Alma 45:9-10

Brant Gardner

As the official recordkeeper, Alma gives Helaman a new command. He is to write a prophesy, but to keep that prophecy from the people until it is fulfilled. One of the reasons is that the prophecy is quite time specific. Four hundred years from the time that the Messiah will show himself to the Nephites, the Nephite nation will dwindle in unbelief. Although Alma will be explicit that this will lead to their destruction, Helaman might have already surmised that much, because the promise of the land depended upon continued righteousness. Dwindling in unbelief surely would lead to some kind of destruction.

We cannot know how this prophecy was kept from general knowledge, but if it was to wait to be known until its fulfillment, then Mormon would be the first to publish it widely. It would not have been earlier, since it was Mormon who lived in the time of its fulfillment.
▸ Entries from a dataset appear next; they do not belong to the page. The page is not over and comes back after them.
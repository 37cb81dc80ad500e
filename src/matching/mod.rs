//! Fuzzy recipe matching, dietary compliance and ingredient suggestions.
//!
//! - [`MatchingEngine`]: resolves recipe names and suggests recipes from ingredients
//! - [`ComplianceFilter`]: decides whether a recipe satisfies dietary restrictions
//! - [`SessionState`]: per-conversation memory of the last match and suggestions
//! - [`Similarity`]: the fuzzy string scores everything above is built on
//!
//! ## Name resolution
//!
//! Every recipe name is scored against the query; the best candidates are
//! tried in order and the first one satisfying the restrictions wins. A bare
//! number picks a recipe from the previous suggestion round instead.
//!
//! ## Suggestions
//!
//! 1. **Preparation**: split the ingredient list and drop forbidden ingredients
//! 2. **Coarse pass**: weighted similarity against every recipe's ingredients
//! 3. **Refinement**: drop non-compliant recipes and rescore by word overlap
//! 4. **Ranking**: score, then fewest missing ingredients, then corpus order
//!
//! ## Example
//!
//! ```rust
//! use recipe_finder::{MatchingEngine, RecipeCorpus, RestrictionTaxonomy, SessionState};
//!
//! let corpus = RecipeCorpus::load_embedded().unwrap();
//! let taxonomy = RestrictionTaxonomy::builtin();
//! let engine = MatchingEngine::new(&corpus, &taxonomy);
//! let mut session = SessionState::new();
//!
//! let found = engine
//!     .resolve_by_name(&mut session, "veggie stew", "")
//!     .unwrap();
//! assert_eq!(corpus.recipes[found.index].name, "Veggie Stew");
//!
//! if let Ok(round) = engine.suggest(&mut session, "tomato, basil", "vegan") {
//!     for s in &round.suggestions {
//!         println!("{} ({:.0})", corpus.recipes[s.index].name, s.score);
//!     }
//! }
//! ```

pub mod compliance;
pub mod engine;
pub mod scoring;
pub mod session;
pub mod suggest;

pub use compliance::ComplianceFilter;
pub use engine::{MatchError, MatchResult, MatchingConfig, MatchingEngine};
pub use scoring::{Levenshtein, Similarity};
pub use session::SessionState;
pub use suggest::{Suggestion, SuggestionRound};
If the Book of Mormon is set in a Mesoamerican location, the very fact that this destruction comes four hundred years after the manifestation of Christ is significant. Rather than simply be a prophecy of a particular time, it was a very significant time. The Mesoamericans used counting system based on 20 rather than 10. For them, a four-hundred-year period carried much the same kind of cognitive significance as a thousand years in our decimal system. The Maya named that period a baktun, just as we name our significant period a millennium.